Between the RSCS and this new completion design we're now transitioning our remaining 2014 program to utilize these enhanced completion techniques on over 50% of our remaining wells. We continue to be encouraged by the production performance of our operated assets in Majorsville. This has driven an increase in our type curve for standard completion design wells in the Majorsville IDP by approximately 10%. Our standard 7,000 foot lateral length well is now estimated to recover approximately 10 billion cubic feet equivalent. You can see all of our Majorsville wells on production to-date compared to our historical and updated standard completion design type curves on Slide 9.

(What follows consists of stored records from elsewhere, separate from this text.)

//! # Extensions
//!
//! An editor is assembled from extensions. Each one implements any subset
//! of the capabilities below; every capability except the name (and the
//! schema contribution of node and mark extensions) has an empty default.
//!
//! ```text
//! NodeExtension ─┐                       ┌─► input rules   (nodes, marks)
//! MarkExtension ─┼─► build_schema() ─► aggregate() ─► keymap  (nodes, marks, extensions)
//! Extension ─────┘                       ├─► menus         (marks, nodes)
//!                                        ├─► plugins       (nodes, extensions)
//!                                        └─► node views, default value, handlers
//! ```
//!
//! Within each group, registration order decides precedence.

use crate::config::EditorConfig;
use crate::errors::ConfigError;
use crate::input_rules::InputRule;
use crate::keymap::{KeyBinding, Keymap};
use crate::menu::MenuItem;
use crate::plugin::Plugin;
use crate::state::EditorState;
use crate::transaction::Transaction;
use crate::view::NodeViewFactory;
use paper_model::{MarkSpec, MarkType, NodeJson, NodeSpec, NodeType, Schema, SchemaError, SchemaSpec};
use std::collections::HashMap;
use std::fmt;
use std::sync::Arc;
use tracing::info;

/// Called with the settled state and the transactions that produced it.
pub type TransactionHandler = Arc<dyn Fn(&EditorState, &[Transaction]) + Send + Sync>;

pub struct NodeContext<'a> {
    pub schema: &'a Arc<Schema>,
    pub kind: &'a Arc<NodeType>,
    pub config: &'a EditorConfig,
}

pub struct MarkContext<'a> {
    pub schema: &'a Arc<Schema>,
    pub kind: &'a Arc<MarkType>,
    pub config: &'a EditorConfig,
}

pub struct ExtensionContext<'a> {
    pub schema: &'a Arc<Schema>,
    pub config: &'a EditorConfig,
}

/// Contributes one node kind, and possibly the kinds it needs.
pub trait NodeExtension: Send + Sync {
    /// Kind name; unique across the schema.
    fn name(&self) -> &str;

    fn spec(&self) -> NodeSpec;

    /// Kinds this one requires (a list needs its item kind).
    fn child_nodes(&self) -> Vec<Arc<dyn NodeExtension>> {
        Vec::new()
    }

    fn input_rules(&self, _cx: &NodeContext) -> Result<Vec<InputRule>, ConfigError> {
        Ok(Vec::new())
    }

    fn key_bindings(&self, _cx: &NodeContext) -> Vec<KeyBinding> {
        Vec::new()
    }

    fn menus(&self, _cx: &NodeContext) -> Vec<MenuItem> {
        Vec::new()
    }

    fn plugins(&self, _cx: &NodeContext) -> Vec<Arc<dyn Plugin>> {
        Vec::new()
    }

    fn node_view(&self, _cx: &NodeContext) -> Option<Arc<dyn NodeViewFactory>> {
        None
    }
}

pub trait MarkExtension: Send + Sync {
    fn name(&self) -> &str;

    fn spec(&self) -> MarkSpec;

    fn input_rules(&self, _cx: &MarkContext) -> Result<Vec<InputRule>, ConfigError> {
        Ok(Vec::new())
    }

    fn key_bindings(&self, _cx: &MarkContext) -> Vec<KeyBinding> {
        Vec::new()
    }

    fn menus(&self, _cx: &MarkContext) -> Vec<MenuItem> {
        Vec::new()
    }
}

Our team continues to deliver improved drilling efficiency, and during the second quarter we drilled a 170-foot lateral section in just 24-hours which I believe is an industry record, not only we are continuing to achieve higher rate and ultimate recovery wells, but we are also driving down relative cost which is all moving in the right direction. In our other operated areas outside of Majorsville, we're in the early stages of bringing on production from our first pad in the Oxford, Pennsboro, Shirley area. This pad includes our first lateral of down spacing test to 550-feet as well as additional testing of enhanced completion designs.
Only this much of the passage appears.